**Requirement:** Each line that holds the string "FetchError" counts once. Say how many such lines the entries have, giving the number only.

Dataset entries:
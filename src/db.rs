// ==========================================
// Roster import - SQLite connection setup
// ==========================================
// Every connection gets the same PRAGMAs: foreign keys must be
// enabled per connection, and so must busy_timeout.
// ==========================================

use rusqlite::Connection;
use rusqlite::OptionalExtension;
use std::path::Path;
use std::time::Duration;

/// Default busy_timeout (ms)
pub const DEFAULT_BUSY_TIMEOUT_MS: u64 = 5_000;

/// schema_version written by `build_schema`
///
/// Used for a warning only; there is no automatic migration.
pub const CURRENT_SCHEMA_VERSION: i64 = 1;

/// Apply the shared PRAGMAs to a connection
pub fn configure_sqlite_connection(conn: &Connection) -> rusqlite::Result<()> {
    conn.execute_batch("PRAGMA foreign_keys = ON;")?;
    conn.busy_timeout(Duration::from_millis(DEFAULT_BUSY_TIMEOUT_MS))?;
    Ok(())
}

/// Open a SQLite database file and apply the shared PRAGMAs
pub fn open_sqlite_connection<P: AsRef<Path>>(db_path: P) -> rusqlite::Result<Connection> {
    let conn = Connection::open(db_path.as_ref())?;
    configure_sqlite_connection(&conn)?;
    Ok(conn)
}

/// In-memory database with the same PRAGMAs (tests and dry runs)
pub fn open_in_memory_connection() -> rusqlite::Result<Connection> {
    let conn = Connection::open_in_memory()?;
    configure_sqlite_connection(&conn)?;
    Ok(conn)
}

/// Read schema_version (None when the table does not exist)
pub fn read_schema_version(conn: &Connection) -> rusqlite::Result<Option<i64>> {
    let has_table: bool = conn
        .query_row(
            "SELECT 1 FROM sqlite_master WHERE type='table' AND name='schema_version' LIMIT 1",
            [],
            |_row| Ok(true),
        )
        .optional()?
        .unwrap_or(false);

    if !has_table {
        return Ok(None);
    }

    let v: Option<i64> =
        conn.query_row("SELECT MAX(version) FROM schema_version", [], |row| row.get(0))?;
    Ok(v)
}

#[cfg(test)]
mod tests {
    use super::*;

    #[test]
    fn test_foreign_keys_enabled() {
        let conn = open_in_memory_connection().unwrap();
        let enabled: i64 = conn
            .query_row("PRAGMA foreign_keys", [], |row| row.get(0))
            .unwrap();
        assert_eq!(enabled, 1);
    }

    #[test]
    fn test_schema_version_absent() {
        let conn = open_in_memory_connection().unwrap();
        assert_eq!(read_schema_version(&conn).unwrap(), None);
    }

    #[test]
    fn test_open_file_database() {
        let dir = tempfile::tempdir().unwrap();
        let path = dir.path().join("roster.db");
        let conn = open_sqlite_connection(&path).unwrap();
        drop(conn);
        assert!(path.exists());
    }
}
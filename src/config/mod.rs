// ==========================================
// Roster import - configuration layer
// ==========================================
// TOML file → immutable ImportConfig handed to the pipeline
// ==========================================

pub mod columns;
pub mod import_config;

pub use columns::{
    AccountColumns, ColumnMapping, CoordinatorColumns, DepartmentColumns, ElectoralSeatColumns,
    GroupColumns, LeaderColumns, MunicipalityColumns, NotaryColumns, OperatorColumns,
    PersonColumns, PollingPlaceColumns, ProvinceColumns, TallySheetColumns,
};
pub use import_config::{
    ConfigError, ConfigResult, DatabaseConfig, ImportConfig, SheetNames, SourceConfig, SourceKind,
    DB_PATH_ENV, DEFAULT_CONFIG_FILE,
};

---

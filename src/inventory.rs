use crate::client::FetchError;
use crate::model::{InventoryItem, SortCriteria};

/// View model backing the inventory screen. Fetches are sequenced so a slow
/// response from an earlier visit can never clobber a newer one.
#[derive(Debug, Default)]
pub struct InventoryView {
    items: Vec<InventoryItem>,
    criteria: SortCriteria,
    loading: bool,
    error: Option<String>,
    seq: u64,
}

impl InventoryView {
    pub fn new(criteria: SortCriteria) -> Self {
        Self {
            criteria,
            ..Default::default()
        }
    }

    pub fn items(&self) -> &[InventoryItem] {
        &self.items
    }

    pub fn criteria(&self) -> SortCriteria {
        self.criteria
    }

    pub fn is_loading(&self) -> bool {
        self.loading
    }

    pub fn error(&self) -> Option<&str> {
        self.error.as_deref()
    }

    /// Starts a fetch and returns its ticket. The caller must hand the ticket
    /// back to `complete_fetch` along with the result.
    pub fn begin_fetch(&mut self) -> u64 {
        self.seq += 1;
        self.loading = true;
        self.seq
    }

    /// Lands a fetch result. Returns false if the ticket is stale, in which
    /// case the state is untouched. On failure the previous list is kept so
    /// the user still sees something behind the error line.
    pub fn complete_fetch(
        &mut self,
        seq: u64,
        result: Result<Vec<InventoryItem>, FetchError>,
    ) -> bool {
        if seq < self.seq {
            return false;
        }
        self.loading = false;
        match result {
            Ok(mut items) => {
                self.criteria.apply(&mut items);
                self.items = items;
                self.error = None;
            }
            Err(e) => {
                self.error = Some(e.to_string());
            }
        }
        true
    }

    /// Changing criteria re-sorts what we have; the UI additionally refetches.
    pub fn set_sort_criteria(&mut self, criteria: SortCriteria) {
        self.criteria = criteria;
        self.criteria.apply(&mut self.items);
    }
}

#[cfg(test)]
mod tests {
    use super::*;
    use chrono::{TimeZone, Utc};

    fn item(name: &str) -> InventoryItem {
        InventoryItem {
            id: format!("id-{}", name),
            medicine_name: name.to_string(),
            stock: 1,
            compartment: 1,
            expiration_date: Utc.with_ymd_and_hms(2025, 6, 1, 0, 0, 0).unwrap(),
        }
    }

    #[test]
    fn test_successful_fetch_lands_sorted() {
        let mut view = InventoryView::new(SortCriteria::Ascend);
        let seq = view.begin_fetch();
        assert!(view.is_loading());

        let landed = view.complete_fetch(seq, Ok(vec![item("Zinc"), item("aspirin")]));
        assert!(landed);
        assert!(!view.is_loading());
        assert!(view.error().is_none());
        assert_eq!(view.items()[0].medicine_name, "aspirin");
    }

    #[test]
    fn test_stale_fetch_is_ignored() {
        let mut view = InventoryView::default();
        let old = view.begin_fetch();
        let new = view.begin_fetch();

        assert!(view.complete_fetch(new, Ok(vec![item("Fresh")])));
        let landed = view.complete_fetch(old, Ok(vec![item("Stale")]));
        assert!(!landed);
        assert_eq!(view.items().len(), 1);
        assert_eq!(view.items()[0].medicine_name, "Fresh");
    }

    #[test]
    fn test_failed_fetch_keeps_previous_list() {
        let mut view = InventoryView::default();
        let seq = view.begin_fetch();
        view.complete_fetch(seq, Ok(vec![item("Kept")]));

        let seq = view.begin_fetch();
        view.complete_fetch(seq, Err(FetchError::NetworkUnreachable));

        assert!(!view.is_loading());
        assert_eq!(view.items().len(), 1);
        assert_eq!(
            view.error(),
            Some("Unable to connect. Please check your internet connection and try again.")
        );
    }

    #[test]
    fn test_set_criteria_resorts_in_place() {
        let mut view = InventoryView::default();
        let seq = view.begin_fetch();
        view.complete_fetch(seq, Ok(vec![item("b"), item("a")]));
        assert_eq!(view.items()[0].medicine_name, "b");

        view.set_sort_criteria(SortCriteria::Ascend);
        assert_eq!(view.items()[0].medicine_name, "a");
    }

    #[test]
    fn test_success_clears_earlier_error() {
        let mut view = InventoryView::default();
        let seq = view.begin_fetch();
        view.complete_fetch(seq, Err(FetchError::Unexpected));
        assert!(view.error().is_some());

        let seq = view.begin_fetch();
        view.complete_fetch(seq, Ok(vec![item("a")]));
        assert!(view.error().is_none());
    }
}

**Reply:** 4